Orthopedic Surgeons Seek Opioid-Alternatives For Pain Management
Recently, there has been a push in the orthopedic community to “investigate and explore alternative strategies to keeping patients comfortable after surgery,” according to Nady Hamid, MD, of the Shoulder and Elbow Center at OrthoCarolina and department of orthopedic surgery at Atrium Health. The American Academy of Orthopaedic Surgeons has been at the forefront of addressing the opioid epidemic and has provided instructional course lectures, patient safety tool kits and position statements to educate physicians and the public on the use, misuse and abuse of opioids within orthopedics, he said.
Orthopedics Today, May 2019
Additionally, legislation is being passed on the state level to set limits on opioid prescribing based on the CDC recommendation of a 7-day supply maximum. This can however create a set of additional challenges in highly restrictive states.
Hamid has looked at opioid-alternatives for solutions, which he claims are the “holy grail” of post-surgical pain treatment. The goal is to have patients recover comfortably from surgery without “having to deal with all the side effects that come with opioids.” His suggestion on the best way to impact the epidemic is to change “our postoperative protocols and strategies to where we eliminate the prescriptions to be written in the first place.”

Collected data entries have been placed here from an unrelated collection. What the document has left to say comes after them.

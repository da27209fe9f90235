//! Candidate ranking: alias-level hits → entity-level candidates

use std::collections::HashSet;

/// An entity's best alias hit after collapsing
#[derive(Debug, Clone, PartialEq)]
pub struct RankedHit {
    pub entity_id: String,
    pub similarity: f32,
    /// 1-based position in the raw alias stream where the entity first appeared
    pub rank: usize,
}

/// Stable sort by descending similarity; equal scores keep their order
pub fn sort_by_similarity<T>(items: &mut [T], similarity: impl Fn(&T) -> f32) {
    items.sort_by(|a, b| similarity(b).total_cmp(&similarity(a)));
}

/// Collapse `(entity id, similarity)` alias hits into at most `k` entities.
///
/// `hits` must already be in descending similarity order. The first hit of
/// each entity wins. Hits at or below `min_similarity` end the stream.
/// `rank` counts every raw hit, including the ones collapsed away.
pub fn collapse_by_entity<I, S>(hits: I, k: usize, min_similarity: f32) -> Vec<RankedHit>
where
    I: IntoIterator<Item = (S, f32)>,
    S: AsRef<str>,
{
    let mut seen: HashSet<String> = HashSet::new();
    let mut ranked = Vec::new();
    if k == 0 {
        return ranked;
    }

    for (position, (entity_id, similarity)) in hits.into_iter().enumerate() {
        if similarity <= min_similarity {
            break;
        }
        let entity_id = entity_id.as_ref();
        if !seen.insert(entity_id.to_string()) {
            continue;
        }

        ranked.push(RankedHit {
            entity_id: entity_id.to_string(),
            similarity,
            rank: position + 1,
        });
        if ranked.len() == k {
            break;
        }
    }
    ranked
}
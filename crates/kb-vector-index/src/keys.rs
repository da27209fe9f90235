//! Key registry: key → slot, in registration order

use std::collections::HashMap;

use crate::error::IndexError;

/// Registered keys with stable slots
///
/// Slots are assigned in registration order and define the tie-break order
/// of nearest-neighbour results.
#[derive(Debug, Clone, Default)]
pub struct KeyIndex {
    slots: HashMap<String, usize>,
    keys: Vec<String>,
}

impl KeyIndex {
    /// Register `keys` in order.
    ///
    /// With `allow_duplicates = false` a repeated key fails with
    /// [`IndexError::DuplicateKey`]. With `true` the repeat keeps the slot of
    /// its first occurrence.
    pub fn build<I, S>(keys: I, allow_duplicates: bool) -> Result<Self, IndexError>
    where
        I: IntoIterator<Item = S>,
        S: Into<String>,
    {
        let mut index = Self::default();
        for key in keys {
            index.register(key.into(), allow_duplicates)?;
        }
        Ok(index)
    }

    /// Register one key and return its slot
    pub fn register(&mut self, key: String, allow_duplicates: bool) -> Result<usize, IndexError> {
        if let Some(slot) = self.slots.get(&key) {
            if allow_duplicates {
                return Ok(*slot);
            }
            return Err(IndexError::DuplicateKey(key));
        }

        let slot = self.keys.len();
        self.slots.insert(key.clone(), slot);
        self.keys.push(key);
        Ok(slot)
    }

    pub fn slot(&self, key: &str) -> Option<usize> {
        self.slots.get(key).copied()
    }

    pub fn key(&self, slot: usize) -> Option<&str> {
        self.keys.get(slot).map(String::as_str)
    }

    pub fn contains(&self, key: &str) -> bool {
        self.slots.contains_key(key)
    }

    pub fn len(&self) -> usize {
        self.keys.len()
    }

    pub fn is_empty(&self) -> bool {
        self.keys.is_empty()
    }

    /// Keys in slot order
    pub fn iter(&self) -> impl Iterator<Item = &str> {
        self.keys.iter().map(String::as_str)
    }
}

According to Paul E. Hillard, MD, medical director of Institutional Opioids and Pain Management Strategy, physicians “currently use a multimodal approach for pain management” which “starts prior to surgery with educating patients on the concerns around opioid use.” Other physicians agree that patient education plays a key role in setting expectations and identifying potential risks for developing substance use disorder. Additional options like drug monitoring programs and utilization of EMRs may help reduce unnecessary or over-prescribing of opioids.